-------- MATERIAL PROVIDED --------
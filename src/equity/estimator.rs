use rand::rngs::StdRng;
use rand::seq::SliceRandom;
use rand::{Rng, SeedableRng};
use tracing::{instrument, trace, warn};

use crate::core::{standard_deck, Card, CardError, HandRanker, SevenCardRanker};

use super::config::{EquityConfig, BOARD_SIZE, NEUTRAL_EQUITY};
use super::error::EquityError;

/// How an equity number was produced.
#[cfg_attr(feature = "serde", derive(serde::Serialize, serde::Deserialize))]
#[derive(Debug, Clone, Copy, PartialEq, Eq, Hash)]
pub enum EquityMode {
    /// The board was complete so the result is exact.
    Deterministic,
    /// Missing board cards were sampled.
    MonteCarlo { samples: usize },
    /// The inputs could not be evaluated and the neutral value was used.
    Degraded,
}

/// Result of a single equity calculation.
#[derive(Debug, Clone, Copy, PartialEq)]
pub struct EquityEstimate {
    pub equity: f32,
    pub mode: EquityMode,
    /// Set when the estimate fell back to [`NEUTRAL_EQUITY`].
    pub error: Option<EquityError>,
}

impl EquityEstimate {
    pub fn is_degraded(&self) -> bool {
        self.error.is_some()
    }

    fn degraded(error: EquityError) -> Self {
        Self {
            equity: NEUTRAL_EQUITY,
            mode: EquityMode::Degraded,
            error: Some(error),
        }
    }
}

/// Estimates the share of the pot a hand is entitled to against one or
/// more known opponent hands.
///
/// With a full board the answer is exact. With fewer than five board cards
/// the remaining cards are sampled `samples` times from the live deck.
///
/// # Examples
///
/// ```
/// use poker_ledger::core::parse_cards;
/// use poker_ledger::equity::EquityEstimatorBuilder;
///
/// let mut estimator = EquityEstimatorBuilder::new().seed(7).build().unwrap();
/// let hero = parse_cards("AhAd").unwrap();
/// let villain = parse_cards("KcKs").unwrap();
/// let board = parse_cards("2c7d9hJs3s").unwrap();
///
/// let estimate = estimator.estimate(&hero, &[villain], &board);
/// assert_eq!(estimate.equity, 1.0);
/// ```
#[derive(Debug)]
pub struct EquityEstimator<R = SevenCardRanker> {
    ranker: R,
    config: EquityConfig,
    rng: StdRng,
}

impl EquityEstimator<SevenCardRanker> {
    /// Estimator with the default ranker and config, seeded from the OS.
    pub fn new() -> Self {
        Self {
            ranker: SevenCardRanker,
            config: EquityConfig::default(),
            rng: StdRng::from_os_rng(),
        }
    }
}

impl Default for EquityEstimator<SevenCardRanker> {
    fn default() -> Self {
        Self::new()
    }
}

impl<R: HandRanker> EquityEstimator<R> {
    pub fn with_ranker(ranker: R, config: EquityConfig) -> Result<Self, EquityError> {
        config.validate()?;
        let rng = match config.seed {
            Some(seed) => StdRng::seed_from_u64(seed),
            None => StdRng::from_os_rng(),
        };
        Ok(Self { ranker, config, rng })
    }

    pub fn config(&self) -> &EquityConfig {
        &self.config
    }

    pub fn ranker(&self) -> &R {
        &self.ranker
    }

    /// Equity of `hero` against `opponents`.
    ///
    /// Never fails. Malformed input yields an equity of 0.5 flagged as
    /// degraded, and the cause is logged as a warning.
    #[instrument(level = "trace", skip_all, fields(opponents = opponents.len(), board = board.len()))]
    pub fn estimate<O: AsRef<[Card]>>(
        &mut self,
        hero: &[Card],
        opponents: &[O],
        board: &[Card],
    ) -> EquityEstimate {
        let Self { ranker, config, rng } = self;
        finish(run(ranker, config.samples, hero, opponents, board, rng))
    }

    /// Same as [`estimate`](Self::estimate) but draws runouts from a caller
    /// supplied random source.
    pub fn estimate_with_rng<O: AsRef<[Card]>, G: Rng + ?Sized>(
        &self,
        hero: &[Card],
        opponents: &[O],
        board: &[Card],
        rng: &mut G,
    ) -> EquityEstimate {
        finish(run(
            &self.ranker,
            self.config.samples,
            hero,
            opponents,
            board,
            rng,
        ))
    }

    /// Equity with the failure surfaced instead of replaced by the neutral
    /// value.
    pub fn try_estimate<O: AsRef<[Card]>>(
        &mut self,
        hero: &[Card],
        opponents: &[O],
        board: &[Card],
    ) -> Result<EquityEstimate, EquityError> {
        let Self { ranker, config, rng } = self;
        run(ranker, config.samples, hero, opponents, board, rng)
    }
}

fn finish(result: Result<EquityEstimate, EquityError>) -> EquityEstimate {
    match result {
        Ok(estimate) => estimate,
        Err(error) => {
            warn!(%error, "equity estimate degraded to neutral");
            EquityEstimate::degraded(error)
        }
    }
}

fn run<R, O, G>(
    ranker: &R,
    samples: usize,
    hero: &[Card],
    opponents: &[O],
    board: &[Card],
    rng: &mut G,
) -> Result<EquityEstimate, EquityError>
where
    R: HandRanker,
    O: AsRef<[Card]>,
    G: Rng + ?Sized,
{
    let dead = dead_cards(hero, opponents, board)?;
    if board.len() == BOARD_SIZE {
        let equity = showdown_share(ranker, hero, opponents, board)?;
        trace!(equity, "deterministic equity");
        return Ok(EquityEstimate {
            equity,
            mode: EquityMode::Deterministic,
            error: None,
        });
    }
    if samples == 0 {
        return Err(EquityError::ZeroSamples);
    }

    let mut live: Vec<Card> = standard_deck()
        .into_iter()
        .filter(|c| dead & (1u64 << c.index()) == 0)
        .collect();
    let missing = BOARD_SIZE - board.len();
    if live.len() < missing {
        return Err(EquityError::NotEnoughCards {
            needed: missing,
            available: live.len(),
        });
    }
    let mut runout: Vec<Card> = Vec::with_capacity(BOARD_SIZE);
    let mut total = 0.0f64;
    for _ in 0..samples {
        let (drawn, _) = live.partial_shuffle(rng, missing);
        runout.clear();
        runout.extend_from_slice(board);
        runout.extend_from_slice(drawn);
        total += f64::from(showdown_share(ranker, hero, opponents, &runout)?);
    }
    let equity = (total / samples as f64) as f32;
    trace!(equity, samples, "monte carlo equity");
    Ok(EquityEstimate {
        equity,
        mode: EquityMode::MonteCarlo { samples },
        error: None,
    })
}

/// Validate the hands and return the bit set of cards already in play.
fn dead_cards<O: AsRef<[Card]>>(
    hero: &[Card],
    opponents: &[O],
    board: &[Card],
) -> Result<u64, EquityError> {
    if opponents.is_empty() {
        return Err(EquityError::NoOpponents);
    }
    if board.len() > BOARD_SIZE {
        return Err(CardError::TooManyBoardCards(board.len()).into());
    }
    let mut dead = 0u64;
    let hands = std::iter::once(hero).chain(opponents.iter().map(|o| o.as_ref()));
    for hand in hands {
        if hand.len() != 2 {
            return Err(CardError::WrongHoleCardCount(hand.len()).into());
        }
    }
    let hole_cards = hero
        .iter()
        .chain(opponents.iter().flat_map(|o| o.as_ref().iter()));
    for card in board.iter().chain(hole_cards) {
        let bit = 1u64 << card.index();
        if dead & bit != 0 {
            return Err(CardError::DuplicateCard(*card).into());
        }
        dead |= bit;
    }
    Ok(dead)
}

/// Share of the pot hero takes on a complete board: 1 for a win, 0 for a
/// loss and 1/k when k hands tie for best.
fn showdown_share<R: HandRanker, O: AsRef<[Card]>>(
    ranker: &R,
    hero: &[Card],
    opponents: &[O],
    board: &[Card],
) -> Result<f32, EquityError> {
    let hero_rank = ranker.rank(hero, board)?;
    let mut beaten = false;
    let mut tied = 1usize;
    for opponent in opponents {
        let rank = ranker.rank(opponent.as_ref(), board)?;
        if rank > hero_rank {
            beaten = true;
        } else if rank == hero_rank {
            tied += 1;
        }
    }
    Ok(if beaten { 0.0 } else { 1.0 / tied as f32 })
}

#[cfg(test)]
mod tests {
    use approx::assert_relative_eq;

    use super::*;
    use crate::core::{parse_cards, Rank};
    use crate::equity::EquityEstimatorBuilder;

    fn cards(s: &str) -> Vec<Card> {
        parse_cards(s).unwrap()
    }

    fn seeded(seed: u64, samples: usize) -> EquityEstimator {
        EquityEstimatorBuilder::new()
            .seed(seed)
            .samples(samples)
            .build()
            .unwrap()
    }

    #[test]
    fn test_river_win_and_loss() {
        let mut estimator = seeded(1, 10);
        let board = cards("2c7d9hJs3s");
        let win = estimator.estimate(&cards("AhAd"), &[cards("KcKs")], &board);
        assert_eq!(win.equity, 1.0);
        assert_eq!(win.mode, EquityMode::Deterministic);
        assert!(!win.is_degraded());

        let loss = estimator.estimate(&cards("KcKs"), &[cards("AhAd")], &board);
        assert_eq!(loss.equity, 0.0);
    }

    #[test]
    fn test_aces_win_three_way_on_blank_river() {
        let mut estimator = seeded(1, 10);
        let estimate = estimator.estimate(
            &cards("AhAd"),
            &[cards("KcKs"), cards("QhQd")],
            &cards("2c7d9hJs3s"),
        );
        assert_eq!(estimate.equity, 1.0);
    }

    #[test]
    fn test_board_plays_three_way_chop() {
        let mut estimator = seeded(1, 10);
        let estimate = estimator.estimate(
            &cards("2h2d"),
            &[cards("3h3d"), cards("4h4d")],
            &cards("AsAhAdKsKh"),
        );
        assert_relative_eq!(estimate.equity, 1.0 / 3.0);
    }

    #[test]
    fn test_tie_only_counts_hands_sharing_best_rank() {
        let mut estimator = seeded(1, 10);
        // Hero and the first opponent split with the ace kicker, the third
        // hand plays the board and loses.
        let estimate = estimator.estimate(
            &cards("Ac2c"),
            &[cards("Ad3d"), cards("4h5h")],
            &cards("KsKhQdJs9c"),
        );
        assert_relative_eq!(estimate.equity, 0.5);
    }

    #[test]
    fn test_aces_against_kings_preflop() {
        let mut estimator = seeded(42, 5000);
        let estimate = estimator.estimate(&cards("AhAd"), &[cards("KcKs")], &[]);
        assert_eq!(estimate.mode, EquityMode::MonteCarlo { samples: 5000 });
        assert!(
            (0.78..=0.86).contains(&estimate.equity),
            "AA vs KK equity {}",
            estimate.equity
        );
    }

    #[test]
    fn test_monte_carlo_converges_to_exact_flop_equity() {
        let hero = cards("AhKh");
        let villain = cards("QcQd");
        let flop = cards("Qh7h2s");
        let mut exact = seeded(0, 1);
        let live: Vec<Card> = standard_deck()
            .into_iter()
            .filter(|c| !hero.contains(c) && !villain.contains(c) && !flop.contains(c))
            .collect();

        let mut total = 0.0f64;
        let mut runouts = 0usize;
        for i in 0..live.len() {
            for j in (i + 1)..live.len() {
                let mut board = flop.clone();
                board.push(live[i]);
                board.push(live[j]);
                total += f64::from(exact.estimate(&hero, &[villain.clone()], &board).equity);
                runouts += 1;
            }
        }
        assert_eq!(runouts, 990);
        let exact_equity = (total / runouts as f64) as f32;

        let mut sampled = seeded(9, 20_000);
        let estimate = sampled.estimate(&hero, &[villain], &flop);
        assert!(
            (estimate.equity - exact_equity).abs() < 0.02,
            "sampled {} exact {}",
            estimate.equity,
            exact_equity
        );
    }

    #[test]
    fn test_seeded_estimates_are_reproducible() {
        let hero = cards("8s8d");
        let opponents = [cards("AcKc"), cards("JhTh")];
        let board = cards("2c9h");
        let a = seeded(1234, 500).estimate(&hero, &opponents, &board);
        let b = seeded(1234, 500).estimate(&hero, &opponents, &board);
        assert_eq!(a, b);
    }

    #[test]
    fn test_estimate_with_rng_uses_callers_source() {
        let estimator = seeded(0, 300);
        let hero = cards("AsKs");
        let opponents = [cards("2h2d")];
        let a = estimator.estimate_with_rng(&hero, &opponents, &[], &mut StdRng::seed_from_u64(5));
        let b = estimator.estimate_with_rng(&hero, &opponents, &[], &mut StdRng::seed_from_u64(5));
        assert_eq!(a.equity, b.equity);
        assert!(a.equity > 0.0 && a.equity < 1.0);
    }

    #[test_log::test]
    fn test_duplicate_card_degrades() {
        let mut estimator = seeded(1, 10);
        let estimate = estimator.estimate(&cards("AhAd"), &[cards("AhKs")], &[]);
        assert_eq!(estimate.equity, NEUTRAL_EQUITY);
        assert_eq!(estimate.mode, EquityMode::Degraded);
        assert!(matches!(
            estimate.error,
            Some(EquityError::Cards(CardError::DuplicateCard(_)))
        ));
    }

    #[test]
    fn test_card_shared_with_board_degrades() {
        let mut estimator = seeded(1, 10);
        let estimate = estimator.estimate(&cards("AhAd"), &[cards("KcKs")], &cards("Ah2c3c"));
        assert!(estimate.is_degraded());
    }

    #[test]
    fn test_repeated_board_card_degrades() {
        let mut estimator = seeded(1, 10);
        let board = vec![
            Card::try_from("2c").unwrap(),
            Card::try_from("2c").unwrap(),
            Card::try_from("3d").unwrap(),
        ];
        let estimate = estimator.estimate(&cards("AhAd"), &[cards("KcKs")], &board);
        assert!(estimate.is_degraded());
    }

    #[test_log::test]
    fn test_malformed_hands_degrade() {
        let mut estimator = seeded(1, 10);
        let none: [Vec<Card>; 0] = [];
        assert_eq!(
            estimator.estimate(&cards("AhAd"), &none, &[]).error,
            Some(EquityError::NoOpponents)
        );
        assert_eq!(
            estimator.estimate(&cards("Ah"), &[cards("KcKs")], &[]).error,
            Some(EquityError::Cards(CardError::WrongHoleCardCount(1)))
        );
        assert_eq!(
            estimator
                .estimate(&cards("AhAd"), &[cards("KcKs")], &cards("2c3c4c5c6c7c"))
                .error,
            Some(EquityError::Cards(CardError::TooManyBoardCards(6)))
        );
    }

    #[test]
    fn test_exhausted_deck_degrades() {
        // 24 dealt hands leave only four live cards for a five card board.
        let deck = standard_deck();
        let hero = deck[..2].to_vec();
        let opponents: Vec<Vec<Card>> = deck[2..48].chunks(2).map(|c| c.to_vec()).collect();
        let mut estimator = seeded(1, 50);
        let estimate = estimator.estimate(&hero, &opponents, &[]);
        assert_eq!(estimate.equity, NEUTRAL_EQUITY);
        assert_eq!(estimate.mode, EquityMode::Degraded);
        assert_eq!(
            estimate.error,
            Some(EquityError::NotEnoughCards {
                needed: 5,
                available: 4
            })
        );
    }

    #[test]
    fn test_try_estimate_surfaces_error() {
        let mut estimator = seeded(1, 10);
        let result = estimator.try_estimate(&cards("AhAd"), &[cards("AhKs")], &[]);
        assert!(matches!(result, Err(EquityError::Cards(_))));
    }

    #[test]
    fn test_custom_ranker_errors_degrade() {
        struct Broken;
        impl HandRanker for Broken {
            fn rank(&self, _: &[Card], _: &[Card]) -> Result<Rank, CardError> {
                Err(CardError::TooFewChars)
            }
        }
        let mut estimator = EquityEstimatorBuilder::new()
            .ranker(Broken)
            .seed(3)
            .build()
            .unwrap();
        let estimate = estimator.estimate(&cards("AhAd"), &[cards("KcKs")], &cards("2c7d9hJs3s"));
        assert!(estimate.is_degraded());
        assert_eq!(estimate.equity, 0.5);
    }
}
--------
**WORK TASK:**
Go through the lines above. Select every one that has the string "EquityEstimate".

**YOUR RESPONSE:**
pub struct EquityEstimate {
impl EquityEstimate {
    ) -> EquityEstimate {
    ) -> EquityEstimate {
    ) -> Result<EquityEstimate, EquityError> {
fn finish(result: Result<EquityEstimate, EquityError>) -> EquityEstimate {
            EquityEstimate::degraded(error)
) -> Result<EquityEstimate, EquityError>
        return Ok(EquityEstimate {
    Ok(EquityEstimate {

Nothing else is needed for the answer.